Queensland property prices rose fastest at 3 per cent in the December quarter and it is believed the Gold Coast is doing even better than Brisbane.
The surge of the value of Gold Coast housing is not unexpected, given that it flat-lined for almost 10 years before the turn of the century and was constantly in the shadow of Sydney and Brisbane markets.
But then it found a life of its own and in recent years prospered while Sydney's market actually shrank.
So for investors and first-time buyers who were lucky enough to hitch a ride on the Gold Coast market, it's been a great journey.
Not so lucky are thousands of young people who could only watch as the possibility of home ownership slipped from their grasp and drifted well out of reach.
They may be the first generation that will not be able to afford the Great Australian Dream of a family house on a suburban block.
There are plenty of banks willing to lend them money, but the burden of a mortgage loan is just too heavy for many of them.
Their wages simply won't sustain repayments of between $600 and $800 -- or more -- each week
Their confidence is further weakened by high accounting fees for small savers and by the HECS fees many of them have to repay when they are starting out.
And, it must be said, the stability that young people need to build a solid financial base is not what it used to be.

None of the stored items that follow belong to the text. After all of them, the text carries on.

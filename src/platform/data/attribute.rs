use sea_orm::{
    ActiveModelTrait, ActiveValue, ColumnTrait, ConnectionTrait, DbErr, EntityTrait, QueryFilter,
    QueryOrder, TransactionTrait,
};

use crate::{
    error::PlatformError,
    fixture::{
        repository::{FixtureEntity, Repository},
        scope::DEFAULT_STORE_ID,
    },
    platform::{
        data::{expect_deleted, no_such_entity},
        indexer::{IndexJob, SEARCH_INDEX},
        model::attribute::{Attribute, AttributeDraft},
        Platform,
    },
};

/// Product attributes with their labels and options.
///
/// Saving a searchable attribute refreshes the search index.
#[derive(Clone, Copy)]
pub struct AttributeRepository<'a> {
    platform: &'a Platform,
}

impl<'a> AttributeRepository<'a> {
    pub fn new(platform: &'a Platform) -> Self {
        Self { platform }
    }

    /// Gets an attribute by its code.
    pub async fn get_by_code(&self, code: &str) -> Result<Attribute, PlatformError> {
        let db = self.platform.db();
        let model = entity::prelude::Attribute::find()
            .filter(entity::attribute::Column::AttributeCode.eq(code))
            .one(db)
            .await?
            .ok_or_else(|| no_such_entity(Attribute::KIND, code))?;

        Ok(with_labels_and_options(db, model).await?)
    }
}

async fn with_labels_and_options<C: ConnectionTrait>(
    db: &C,
    model: entity::attribute::Model,
) -> Result<Attribute, DbErr> {
    let labels = entity::prelude::AttributeLabel::find()
        .filter(entity::attribute_label::Column::AttributeId.eq(model.id))
        .order_by_asc(entity::attribute_label::Column::StoreId)
        .all(db)
        .await?;

    let options = entity::prelude::AttributeOption::find()
        .filter(entity::attribute_option::Column::AttributeId.eq(model.id))
        .order_by_asc(entity::attribute_option::Column::SortOrder)
        .all(db)
        .await?;

    Ok(Attribute {
        model,
        labels,
        options,
    })
}

impl Repository for AttributeRepository<'_> {
    type Entity = Attribute;
    type Draft = AttributeDraft;

    fn create(&self) -> AttributeDraft {
        AttributeDraft::default()
    }

    async fn save(&self, draft: AttributeDraft) -> Result<Attribute, PlatformError> {
        let txn = self.platform.db().begin().await?;

        let model = entity::attribute::ActiveModel {
            attribute_code: ActiveValue::Set(draft.code),
            frontend_label: ActiveValue::Set(draft.label),
            frontend_input: ActiveValue::Set(draft.input.code().to_string()),
            backend_type: ActiveValue::Set(draft.backend_type),
            is_required: ActiveValue::Set(draft.is_required),
            is_searchable: ActiveValue::Set(draft.is_searchable),
            ..Default::default()
        }
        .insert(&txn)
        .await?;

        // The default label lives on the attribute row itself
        for (store_id, value) in draft.store_labels {
            if store_id == DEFAULT_STORE_ID {
                continue;
            }
            entity::attribute_label::ActiveModel {
                attribute_id: ActiveValue::Set(model.id),
                store_id: ActiveValue::Set(store_id),
                value: ActiveValue::Set(value),
                ..Default::default()
            }
            .insert(&txn)
            .await?;
        }

        for (sort_order, label) in draft.options.into_iter().enumerate() {
            entity::attribute_option::ActiveModel {
                attribute_id: ActiveValue::Set(model.id),
                sort_order: ActiveValue::Set(sort_order as i32),
                label: ActiveValue::Set(label),
                ..Default::default()
            }
            .insert(&txn)
            .await?;
        }

        if model.is_searchable {
            self.platform.indexer().dispatch(
                IndexJob {
                    indexer: SEARCH_INDEX,
                    entity_id: model.id,
                },
                self.platform.in_transaction(),
            )?;
        }

        let attribute = with_labels_and_options(&txn, model).await?;
        txn.commit().await?;

        Ok(attribute)
    }

    async fn get_by_id(&self, id: i32) -> Result<Attribute, PlatformError> {
        let db = self.platform.db();
        let model = entity::prelude::Attribute::find_by_id(id)
            .one(db)
            .await?
            .ok_or_else(|| no_such_entity(Attribute::KIND, id))?;

        Ok(with_labels_and_options(db, model).await?)
    }

    async fn delete(&self, attribute: &Attribute) -> Result<(), PlatformError> {
        let result = entity::prelude::Attribute::delete_by_id(attribute.model.id)
            .exec(self.platform.db())
            .await?;

        expect_deleted(result, Attribute::KIND, attribute.model.id)
    }
}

They enter adult life with the brutal truths that one in three marriages or partnerships is destined to fail and that severe financial hardship often accompanies the fracturing of marriage bonds.
For men there is the perception that an anti-male bias in the Family Court system will cause them to be financially burned in the event of a marriage breakdown.
No wonder many people are timid about the 'c' word -- commitment -- when the time comes to buy a house.
So with a bag of disincentives swung their way when the possibility of a housing loan arises, many members of the X and Y generation simply opt out. They either go overseas working casual jobs, submit themselves to the rental market for life or even go back to live with their parents.
The only way many of them will know what home ownership is all about is when their parents die and they are left an estate.
Politicians, lending institutions and developers should be considering ways to solve the housing affordability for the rising generation. There has to be a way -- through a combination of stamp duty relaxation, new styles of housing estates, larger home loan grants, tax breaks and partially deferred repayments -- to get these young people into their dream houses.